Every record that follows needs to be written out again, exactly.

(Beginning of Task data)

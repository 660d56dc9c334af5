//! Routable network: petgraph graph plus an R-tree over node positions

use geo::Point;
use petgraph::algo::connected_components;
use petgraph::graph::{DiGraph, NodeIndex};
use rstar::RTree;
use rstar::primitives::GeomWithData;

use super::components::{NetworkEdge, NetworkNode};

/// Node position indexed for nearest-neighbour queries
pub type IndexedPoint = GeomWithData<[f64; 2], NodeIndex>;

/// Routable walk/bike network.
///
/// Owns its nodes and edges; read-only once built. The graph may be
/// disconnected - isolated path networks are a legitimate state, and
/// component count is part of the summary rather than an error.
#[derive(Debug, Default)]
pub struct Network {
    graph: DiGraph<NetworkNode, NetworkEdge>,
    rtree: RTree<IndexedPoint>,
    segment_count: u64,
}

impl Network {
    pub(crate) fn new(
        graph: DiGraph<NetworkNode, NetworkEdge>,
        rtree: RTree<IndexedPoint>,
        segment_count: u64,
    ) -> Self {
        Self {
            graph,
            rtree,
            segment_count,
        }
    }

    pub fn graph(&self) -> &DiGraph<NetworkNode, NetworkEdge> {
        &self.graph
    }

    pub fn node_count(&self) -> usize {
        self.graph.node_count()
    }

    /// Number of undirected street segments (twin arcs counted once)
    pub fn edge_count(&self) -> u64 {
        self.segment_count
    }

    /// Number of directed arcs stored in the graph
    pub fn arc_count(&self) -> usize {
        self.graph.edge_count()
    }

    /// Number of weakly connected components
    pub fn component_count(&self) -> usize {
        connected_components(&self.graph)
    }

    pub fn is_empty(&self) -> bool {
        self.graph.node_count() == 0
    }

    pub fn node(&self, index: NodeIndex) -> &NetworkNode {
        &self.graph[index]
    }

    /// Nearest network node to a point, with its Euclidean distance.
    ///
    /// Equidistant candidates resolve to the lowest node id so that
    /// origin snapping is deterministic.
    pub fn nearest_node(&self, point: &Point<f64>) -> Option<(NodeIndex, f64)> {
        let query = [point.x(), point.y()];
        let mut nearest = self.rtree.nearest_neighbor_iter(&query);
        let first = nearest.next()?;
        let best_dist = distance(first.geom(), &query);
        let mut best = first.data;

        for item in nearest {
            if distance(item.geom(), &query) > best_dist + f64::EPSILON {
                break;
            }
            if item.data.index() < best.index() {
                best = item.data;
            }
        }
        Some((best, best_dist))
    }
}

fn distance(a: &[f64; 2], b: &[f64; 2]) -> f64 {
    (a[0] - b[0]).hypot(a[1] - b[1])
}
//! Output adapter: serializes the computed artifacts into the interchange
//! layout consumed by visualization and reporting. Pure format transforms.

use geo::{MultiPolygon, Polygon};
use geojson::{Feature, FeatureCollection, GeoJson, Geometry, GeometryValue};
use serde::{Deserialize, Serialize};
use serde_json::json;

use crate::Error;
use crate::algo::{Isochrone, ScoreSet};
use crate::model::Network;

/// Structural summary of a built network.
#[derive(Debug, Clone, PartialEq, Eq, Serialize, Deserialize)]
pub struct NetworkSummary {
    pub node_count: usize,
    /// Undirected segments; twin arcs counted once
    pub edge_count: u64,
    pub component_count: usize,
}

pub fn network_summary(network: &Network) -> NetworkSummary {
    NetworkSummary {
        node_count: network.node_count(),
        edge_count: network.edge_count(),
        component_count: network.component_count(),
    }
}

/// Converts isochrones to a GeoJSON `FeatureCollection`, one feature per
/// isochrone with its identifying properties.
pub fn isochrones_to_geojson(isochrones: &[Isochrone]) -> FeatureCollection {
    let features = isochrones
        .iter()
        .map(|isochrone| {
            let properties = json!({
                "origin_id": isochrone.origin_id,
                "category": isochrone.category,
                "budget": isochrone.budget,
                "unreachable": isochrone.unreachable,
            });
            Feature {
                bbox: None,
                geometry: Some(Geometry::new(GeometryValue::from(&isochrone.polygon))),
                id: None,
                properties: properties.as_object().cloned(),
                foreign_members: None,
            }
        })
        .collect();

    FeatureCollection {
        features,
        bbox: None,
        foreign_members: None,
    }
}

pub fn isochrones_to_geojson_string(isochrones: &[Isochrone]) -> Result<String, Error> {
    serde_json::to_string(&isochrones_to_geojson(isochrones))
        .map_err(|e| Error::GeoJsonError(e.to_string()))
}

/// Reloads isochrones serialized by [`isochrones_to_geojson_string`].
///
/// Reconstructs the polygon and identifying properties; the per-node and
/// per-segment reachable sets are computation-pass data and are not part
/// of the interchange layout.
pub fn isochrones_from_geojson_str(input: &str) -> Result<Vec<Isochrone>, Error> {
    let geojson: GeoJson = input
        .parse()
        .map_err(|e: geojson::Error| Error::GeoJsonError(e.to_string()))?;
    let collection = FeatureCollection::try_from(geojson)
        .map_err(|e| Error::GeoJsonError(format!("expected a FeatureCollection: {e}")))?;

    collection
        .features
        .into_iter()
        .map(isochrone_from_feature)
        .collect()
}

fn isochrone_from_feature(feature: Feature) -> Result<Isochrone, Error> {
    let geometry = feature
        .geometry
        .ok_or_else(|| Error::GeoJsonError("isochrone feature without geometry".to_string()))?;
    let polygon = match geometry.value {
        value @ GeometryValue::MultiPolygon { .. } => MultiPolygon::<f64>::try_from(value)
            .map_err(|e| Error::GeoJsonError(e.to_string()))?,
        value @ GeometryValue::Polygon { .. } => Polygon::<f64>::try_from(value)
            .map(|p| MultiPolygon(vec![p]))
            .map_err(|e| Error::GeoJsonError(e.to_string()))?,
        _ => {
            return Err(Error::GeoJsonError(
                "isochrone feature with non-polygon geometry".to_string(),
            ));
        }
    };

    let properties = feature
        .properties
        .ok_or_else(|| Error::GeoJsonError("isochrone feature without properties".to_string()))?;
    let get_str = |key: &str| {
        properties
            .get(key)
            .and_then(|v| v.as_str())
            .map(str::to_string)
            .ok_or_else(|| Error::GeoJsonError(format!("missing `{key}` property")))
    };

    Ok(Isochrone {
        origin_id: get_str("origin_id")?,
        category: get_str("category")?,
        budget: properties
            .get("budget")
            .and_then(serde_json::Value::as_f64)
            .ok_or_else(|| Error::GeoJsonError("missing `budget` property".to_string()))?,
        polygon,
        reachable_nodes: Vec::new(),
        reachable_segments: Vec::new(),
        unreachable: properties
            .get("unreachable")
            .and_then(serde_json::Value::as_bool)
            .unwrap_or(false),
    })
}

/// Per-(area, category) score table as CSV.
pub fn scores_to_csv(set: &ScoreSet) -> Result<String, Error> {
    let mut writer = csv::Writer::from_writer(vec![]);
    for score in &set.scores {
        writer.serialize(score)?;
    }
    finish_csv(writer)
}

/// Combined-index table as CSV.
pub fn indices_to_csv(set: &ScoreSet) -> Result<String, Error> {
    let mut writer = csv::Writer::from_writer(vec![]);
    for index in &set.indices {
        writer.serialize(index)?;
    }
    finish_csv(writer)
}

/// The full score set as JSON, for consumers that want one document.
pub fn scores_to_json(set: &ScoreSet) -> Result<String, Error> {
    serde_json::to_string(set).map_err(|e| Error::InvalidData(e.to_string()))
}

fn finish_csv(writer: csv::Writer<Vec<u8>>) -> Result<String, Error> {
    let bytes = writer
        .into_inner()
        .map_err(|e| Error::InvalidData(e.to_string()))?;
    String::from_utf8(bytes).map_err(|e| Error::InvalidData(e.to_string()))
}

(End of Task data)

Response.
repository 660d56dc9c334af5
//! Routable network: petgraph graph plus an R-tree over node positions

use geo::Point;
use petgraph::algo::connected_components;
use petgraph::graph::{DiGraph, NodeIndex};
use rstar::RTree;
use rstar::primitives::GeomWithData;

use super::components::{NetworkEdge, NetworkNode};

/// Node position indexed for nearest-neighbour queries
pub type IndexedPoint = GeomWithData<[f64; 2], NodeIndex>;

/// Routable walk/bike network.
///
/// Owns its nodes and edges; read-only once built. The graph may be
/// disconnected - isolated path networks are a legitimate state, and
/// component count is part of the summary rather than an error.
#[derive(Debug, Default)]
pub struct Network {
    graph: DiGraph<NetworkNode, NetworkEdge>,
    rtree: RTree<IndexedPoint>,
    segment_count: u64,
}

impl Network {
    pub(crate) fn new(
        graph: DiGraph<NetworkNode, NetworkEdge>,
        rtree: RTree<IndexedPoint>,
        segment_count: u64,
    ) -> Self {
        Self {
            graph,
            rtree,
            segment_count,
        }
    }

    pub fn graph(&self) -> &DiGraph<NetworkNode, NetworkEdge> {
        &self.graph
    }

    pub fn node_count(&self) -> usize {
        self.graph.node_count()
    }

    /// Number of undirected street segments (twin arcs counted once)
    pub fn edge_count(&self) -> u64 {
        self.segment_count
    }

    /// Number of directed arcs stored in the graph
    pub fn arc_count(&self) -> usize {
        self.graph.edge_count()
    }

    /// Number of weakly connected components
    pub fn component_count(&self) -> usize {
        connected_components(&self.graph)
    }

    pub fn is_empty(&self) -> bool {
        self.graph.node_count() == 0
    }

    pub fn node(&self, index: NodeIndex) -> &NetworkNode {
        &self.graph[index]
    }

    /// Nearest network node to a point, with its Euclidean distance.
    ///
    /// Equidistant candidates resolve to the lowest node id so that
    /// origin snapping is deterministic.
    pub fn nearest_node(&self, point: &Point<f64>) -> Option<(NodeIndex, f64)> {
        let query = [point.x(), point.y()];
        let mut nearest = self.rtree.nearest_neighbor_iter(&query);
        let first = nearest.next()?;
        let best_dist = distance(first.geom(), &query);
        let mut best = first.data;

        for item in nearest {
            if distance(item.geom(), &query) > best_dist + f64::EPSILON {
                break;
            }
            if item.data.index() < best.index() {
                best = item.data;
            }
        }
        Some((best, best_dist))
    }
}

fn distance(a: &[f64; 2], b: &[f64; 2]) -> f64 {
    (a[0] - b[0]).hypot(a[1] - b[1])
}
//! Output adapter: serializes the computed artifacts into the interchange
//! layout consumed by visualization and reporting. Pure format transforms.

use geo::{MultiPolygon, Polygon};
use geojson::{Feature, FeatureCollection, GeoJson, Geometry, GeometryValue};
use serde::{Deserialize, Serialize};
use serde_json::json;

use crate::Error;
use crate::algo::{Isochrone, ScoreSet};
use crate::model::Network;

/// Structural summary of a built network.
#[derive(Debug, Clone, PartialEq, Eq, Serialize, Deserialize)]
pub struct NetworkSummary {
    pub node_count: usize,
    /// Undirected segments; twin arcs counted once
    pub edge_count: u64,
    pub component_count: usize,
}

pub fn network_summary(network: &Network) -> NetworkSummary {
    NetworkSummary {
        node_count: network.node_count(),
        edge_count: network.edge_count(),
        component_count: network.component_count(),
    }
}

/// Converts isochrones to a GeoJSON `FeatureCollection`, one feature per
/// isochrone with its identifying properties.
pub fn isochrones_to_geojson(isochrones: &[Isochrone]) -> FeatureCollection {
    let features = isochrones
        .iter()
        .map(|isochrone| {
            let properties = json!({
                "origin_id": isochrone.origin_id,
                "category": isochrone.category,
                "budget": isochrone.budget,
                "unreachable": isochrone.unreachable,
            });
            Feature {
                bbox: None,
                geometry: Some(Geometry::new(GeometryValue::from(&isochrone.polygon))),
                id: None,
                properties: properties.as_object().cloned(),
                foreign_members: None,
            }
        })
        .collect();

    FeatureCollection {
        features,
        bbox: None,
        foreign_members: None,
    }
}

pub fn isochrones_to_geojson_string(isochrones: &[Isochrone]) -> Result<String, Error> {
    serde_json::to_string(&isochrones_to_geojson(isochrones))
        .map_err(|e| Error::GeoJsonError(e.to_string()))
}

/// Reloads isochrones serialized by [`isochrones_to_geojson_string`].
///
/// Reconstructs the polygon and identifying properties; the per-node and
/// per-segment reachable sets are computation-pass data and are not part
/// of the interchange layout.
pub fn isochrones_from_geojson_str(input: &str) -> Result<Vec<Isochrone>, Error> {
    let geojson: GeoJson = input
        .parse()
        .map_err(|e: geojson::Error| Error::GeoJsonError(e.to_string()))?;
    let collection = FeatureCollection::try_from(geojson)
        .map_err(|e| Error::GeoJsonError(format!("expected a FeatureCollection: {e}")))?;

    collection
        .features
        .into_iter()
        .map(isochrone_from_feature)
        .collect()
}

fn isochrone_from_feature(feature: Feature) -> Result<Isochrone, Error> {
    let geometry = feature
        .geometry
        .ok_or_else(|| Error::GeoJsonError("isochrone feature without geometry".to_string()))?;
    let polygon = match geometry.value {
        value @ GeometryValue::MultiPolygon { .. } => MultiPolygon::<f64>::try_from(value)
            .map_err(|e| Error::GeoJsonError(e.to_string()))?,
        value @ GeometryValue::Polygon { .. } => Polygon::<f64>::try_from(value)
            .map(|p| MultiPolygon(vec![p]))
            .map_err(|e| Error::GeoJsonError(e.to_string()))?,
        _ => {
            return Err(Error::GeoJsonError(
                "isochrone feature with non-polygon geometry".to_string(),
            ));
        }
    };

    let properties = feature
        .properties
        .ok_or_else(|| Error::GeoJsonError("isochrone feature without properties".to_string()))?;
    let get_str = |key: &str| {
        properties
            .get(key)
            .and_then(|v| v.as_str())
            .map(str::to_string)
            .ok_or_else(|| Error::GeoJsonError(format!("missing `{key}` property")))
    };

    Ok(Isochrone {
        origin_id: get_str("origin_id")?,
        category: get_str("category")?,
        budget: properties
            .get("budget")
            .and_then(serde_json::Value::as_f64)
            .ok_or_else(|| Error::GeoJsonError("missing `budget` property".to_string()))?,
        polygon,
        reachable_nodes: Vec::new(),
        reachable_segments: Vec::new(),
        unreachable: properties
            .get("unreachable")
            .and_then(serde_json::Value::as_bool)
            .unwrap_or(false),
    })
}

/// Per-(area, category) score table as CSV.
pub fn scores_to_csv(set: &ScoreSet) -> Result<String, Error> {
    let mut writer = csv::Writer::from_writer(vec![]);
    for score in &set.scores {
        writer.serialize(score)?;
    }
    finish_csv(writer)
}

/// Combined-index table as CSV.
pub fn indices_to_csv(set: &ScoreSet) -> Result<String, Error> {
    let mut writer = csv::Writer::from_writer(vec![]);
    for index in &set.indices {
        writer.serialize(index)?;
    }
    finish_csv(writer)
}

/// The full score set as JSON, for consumers that want one document.
pub fn scores_to_json(set: &ScoreSet) -> Result<String, Error> {
    serde_json::to_string(set).map_err(|e| Error::InvalidData(e.to_string()))
}

fn finish_csv(writer: csv::Writer<Vec<u8>>) -> Result<String, Error> {
    let bytes = writer
        .into_inner()
        .map_err(|e| Error::InvalidData(e.to_string()))?;
    String::from_utf8(bytes).map_err(|e| Error::InvalidData(e.to_string()))
}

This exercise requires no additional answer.